White House to Provide 10 Million Covid Tests to Schools Each Month

The Biden Administration is planning to distribute 10 million COVID-19 tests per month to schools around the country in a bid to keep them open amid the record-breaking surge in cases related to the Omicron variant.

The White House will send out 5 million free rapid tests and 5 million lab-based PCR tests to perform individual and pooled classroom testing. The PCR tests are immediately accessible, while the rapid test will be delivered this month.

The new testing initiative comes in addition to $10 billion of previous funding devoted to school testing passed in a Covid-19 relief law and $130 billion set aside by law passed to reopen schools safety.

“With the additional 10 million tests per month, we will make available to schools more than double the volume of testing that took place in schools across the nation in November 2021,” the White House said in a statement.

Education Secretary Miguel Cardona said students need to be in their classrooms, and the announcement shows the administration’s commitment to helping schools stay open.

“We’re doing everything we can to make sure that our children have an opportunity to stay in school,” Cardona said Wednesday on “CBS Morning.” “That’s where they need to be, and we know we can do it safely.”

Cardona said that states are applying to the Centers for Disease Control and Prevention for the tests, adding that he expected distribution to begin as early as next week.

“We recognize that the schools are the hubs of the community,” and they should be open for instruction, the secretary added, saying it is “vital for our student.”

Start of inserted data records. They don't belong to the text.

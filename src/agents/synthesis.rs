//! SynthesisComposer：终态，把档案与各专家结果交给推理服务生成最终回答
//!
//! 低置信度免责声明在本地追加，不依赖推理服务输出。
//! 有 error_message 时不调用推理服务，直接给出致歉 + 本地摘要。

use std::sync::Arc;

use crate::core::{
    ConversationState, DeficiencyReport, DeficiencyVerdict, RecommendationReport, SafetyReport,
};
use crate::llm::LlmClient;

pub const DEFAULT_SYNTHESIS_MAX_TOKENS: u32 = 1500;

pub const LOW_CONFIDENCE_DISCLAIMER: &str = "\n\n⚠️ **Note**: This analysis has moderate confidence. Please consult with your healthcare provider before making changes.";

const SAFE_OPTIONS_SHOWN: usize = 10;
const UNSAFE_OPTIONS_SHOWN: usize = 5;

pub struct SynthesisComposer {
    llm: Arc<dyn LlmClient>,
    confidence_threshold: f64,
    max_tokens: u32,
}

impl SynthesisComposer {
    pub fn new(llm: Arc<dyn LlmClient>, confidence_threshold: f64) -> Self {
        Self {
            llm,
            confidence_threshold,
            max_tokens: DEFAULT_SYNTHESIS_MAX_TOKENS,
        }
    }

    pub fn with_max_tokens(mut self, max_tokens: u32) -> Self {
        self.max_tokens = max_tokens;
        self
    }

    pub async fn run(&self, mut state: ConversationState) -> ConversationState {
        let confidence = state.confidence_level();
        let mut answer = match &state.error_message {
            Some(error) => {
                tracing::error!("Synthesizing after fatal error: {}", error);
                apology(&state)
            }
            None => {
                let prompt = synthesis_prompt(&build_context(&state), confidence);
                match self.llm.complete_prompt(&prompt, self.max_tokens).await {
                    Ok(text) => text.trim().to_string(),
                    Err(e) => {
                        tracing::warn!("Synthesis call failed ({}), using local summary", e);
                        local_summary(&state)
                    }
                }
            }
        };

        if state.error_message.is_some() || confidence < self.confidence_threshold {
            answer.push_str(LOW_CONFIDENCE_DISCLAIMER);
        }

        tracing::info!(
            "Synthesis complete after {} iteration(s), confidence {:.2}",
            state.iterations(),
            confidence
        );
        state
            .evidence_chain
            .push(format!("Synthesis: final answer composed (confidence {:.2})", confidence));
        if let Err(e) = state.set_final_answer(answer) {
            tracing::warn!("Final answer already set: {}", e);
        }
        state
    }
}

fn join_or_none(names: &[String]) -> String {
    if names.is_empty() {
        "none".to_string()
    } else {
        names.join(", ")
    }
}

fn safety_section(report: &SafetyReport) -> String {
    let mut s = String::from("=== SAFETY CHECK ===\n");
    s.push_str(&format!("Verdict: {}\n", report.verdict));
    if !report.interactions.is_empty() {
        s.push_str(&format!("Interactions Found: {}\n", report.interactions.len()));
        for ix in &report.interactions {
            s.push_str(&format!(
                "  - {} <-> {}: {} [{}, {}]\n",
                ix.supplement, ix.target, ix.description, ix.severity, ix.pathway
            ));
        }
    }
    s.push_str(&format!("Confidence: {:.2}\n\n", report.confidence));
    s
}

fn deficiency_section(report: &DeficiencyReport) -> String {
    let mut s = String::from("=== DEFICIENCY ANALYSIS ===\n");
    s.push_str(&format!("Verdict: {}\n", report.verdict));
    if report.verdict == DeficiencyVerdict::CheckFailed {
        s.push_str(&format!(
            "Nutrient data could not be retrieved ({} failed queries); \
             do not conclude that there are no risks\n",
            report.failed_queries
        ));
    }
    if !report.nutrient_sources.is_empty() {
        s.push_str(&format!(
            "Nutrients at Risk: {}\n",
            report.nutrient_sources.keys().cloned().collect::<Vec<_>>().join(", ")
        ));
        for (nutrient, sources) in &report.nutrient_sources {
            for source in sources {
                s.push_str(&format!(
                    "  - {}: {} risk from {} ({})\n",
                    nutrient, source.risk_level, source.source_type, source.source_name
                ));
            }
        }
    }
    for overlap in &report.critical_overlaps {
        s.push_str(&format!(
            "CRITICAL OVERLAP: {} ({} sources, highest individual risk {})\n",
            overlap.nutrient,
            overlap.sources.len(),
            overlap.highest_individual_risk
        ));
    }
    if !report.suggestions.is_empty() {
        s.push_str("Supplement Suggestions:\n");
        for suggestion in &report.suggestions {
            s.push_str(&format!(
                "  - {} for {}: {}\n",
                suggestion.supplement, suggestion.nutrient, suggestion.status
            ));
            for warning in &suggestion.warnings {
                s.push_str(&format!("    - {}\n", warning));
            }
        }
    }
    s.push_str(&format!("Confidence: {:.2}\n\n", report.confidence));
    s
}

fn recommendation_section(report: &RecommendationReport) -> String {
    let mut s = String::from("=== RECOMMENDATIONS ===\n");
    let Some(condition) = &report.condition else {
        s.push_str("No condition or symptom to address\n\n");
        return s;
    };
    s.push_str(&format!("For: {}\n", condition));
    s.push_str(&format!(
        "Total found: {} ({} safe, {} unsafe)\n\n",
        report.recommendations.len(),
        report.safe_count,
        report.unsafe_count
    ));

    let safe: Vec<_> = report.recommendations.iter().filter(|r| r.safe).collect();
    if !safe.is_empty() {
        s.push_str(&format!("SAFE OPTIONS ({}):\n", safe.len()));
        for rec in safe.iter().take(SAFE_OPTIONS_SHOWN) {
            s.push_str(&format!("{}. {}\n", rec.rank, rec.name));
            s.push_str(&format!("   - Safety Rating: {}\n", rec.grade));
            s.push_str(&format!(
                "   - Treats: {}\n",
                rec.symptom_treated.as_deref().unwrap_or("N/A")
            ));
            s.push_str(&format!("   - Verdict: {}\n", rec.safety_verdict));
        }
        s.push('\n');
    }

    let unsafe_options: Vec<_> = report.recommendations.iter().filter(|r| !r.safe).collect();
    if !unsafe_options.is_empty() {
        s.push_str(&format!("NOT RECOMMENDED ({}):\n", unsafe_options.len()));
        for rec in unsafe_options.iter().take(UNSAFE_OPTIONS_SHOWN) {
            s.push_str(&format!("{}. {}\n", rec.rank, rec.name));
            s.push_str(&format!("   - Verdict: {}\n", rec.safety_verdict));
            if !rec.interactions.is_empty() {
                s.push_str(&format!("   - Interactions: {} found\n", rec.interactions.len()));
            }
        }
        s.push('\n');
    }
    s.push_str(&format!("Confidence: {:.2}\n\n", report.confidence));
    s
}

/// 档案 + 各专家结果的文本上下文
pub fn build_context(state: &ConversationState) -> String {
    let mut context = format!("Question: {}\n\n", state.question());
    context.push_str(&format!(
        "Patient Medications: {}\n",
        join_or_none(&state.medication_names())
    ));
    context.push_str(&format!(
        "Patient Supplements: {}\n",
        join_or_none(&state.supplement_names())
    ));
    if !state.profile().conditions.is_empty() {
        context.push_str(&format!(
            "Conditions: {}\n",
            state.profile().conditions.join(", ")
        ));
    }
    let diet = state.dietary_restrictions();
    if !diet.is_empty() {
        context.push_str(&format!("Diet: {}\n", diet.join(", ")));
    }
    context.push('\n');

    if let Some(report) = state.safety() {
        context.push_str(&safety_section(report));
    }
    if let Some(report) = state.deficiency() {
        context.push_str(&deficiency_section(report));
    }
    if let Some(report) = state.recommendation() {
        context.push_str(&recommendation_section(report));
    }
    context
}

fn synthesis_prompt(context: &str, confidence: f64) -> String {
    format!(
        r#"You are a personalized supplement safety advisor. Create a clear, helpful answer based on this analysis:

{context}
Overall Confidence: {confidence:.2}

Guidelines:
- START by naming the actual supplements found
- Be specific and use the exact supplement names from the analysis above
- For safe options: present them clearly with their safety ratings
- For unsafe options: explain why they are not recommended
- Include relevant safety or deficiency findings if present
- Use accessible language and avoid jargon
- Be empathetic and supportive
- Format with markdown for readability

Create a personalized answer:"#
    )
}

/// 推理服务不可用时的本地摘要
pub fn local_summary(state: &ConversationState) -> String {
    let mut lines = vec![format!("Summary for: {}", state.question())];
    if let Some(r) = state.safety() {
        lines.push(format!(
            "- Safety: {} ({} interaction(s) found)",
            r.verdict,
            r.interactions.len()
        ));
        for ix in r.interactions.iter().take(5) {
            lines.push(format!(
                "  - {} with {}: {} ({})",
                ix.supplement, ix.target, ix.description, ix.severity
            ));
        }
    }
    if let Some(r) = state.deficiency() {
        lines.push(format!(
            "- Nutrients: {} ({} at risk, {} critical overlap(s))",
            r.verdict,
            r.total_count,
            r.critical_overlaps.len()
        ));
        for overlap in &r.critical_overlaps {
            lines.push(format!("  - {} is affected by multiple sources", overlap.nutrient));
        }
    }
    if let Some(r) = state.recommendation() {
        let safe_names: Vec<&str> = r
            .recommendations
            .iter()
            .filter(|rec| rec.safe)
            .take(SAFE_OPTIONS_SHOWN)
            .map(|rec| rec.name.as_str())
            .collect();
        lines.push(format!(
            "- Recommendations: {} safe option(s){}",
            r.safe_count,
            if safe_names.is_empty() {
                String::new()
            } else {
                format!(": {}", safe_names.join(", "))
            }
        ));
    }
    if lines.len() == 1 {
        lines.push("- No checks were completed.".to_string());
    }
    lines.join("\n")
}

fn apology(state: &ConversationState) -> String {
    format!(
        "I'm sorry, I ran into a problem while analyzing your question and could not complete \
         every check.\n\n{}",
        local_summary(state)
    )
}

The new crop of tests is enough to cover only a tiny fraction of more than 50 million students and educators in the nation’s schools. The administration hopes the tests will fill critical shortfalls within schools having difficulty securing tests through existing federal funding or are facing outbreaks of the more transmissible COVID-19 variant.

Additionally, the administration will work with federally backed testing sites across the country to support testing in schools. Later this week, the Centers for Disease Control and Prevention will release guidance to help schools implement “test to stay” programs.

Biden and the CDC have faced criticism over the handling of the current Omicron wave, which has brought a new wave of testing shortages, rising hospitalizations, and renewed debate over whether schools should be reopened.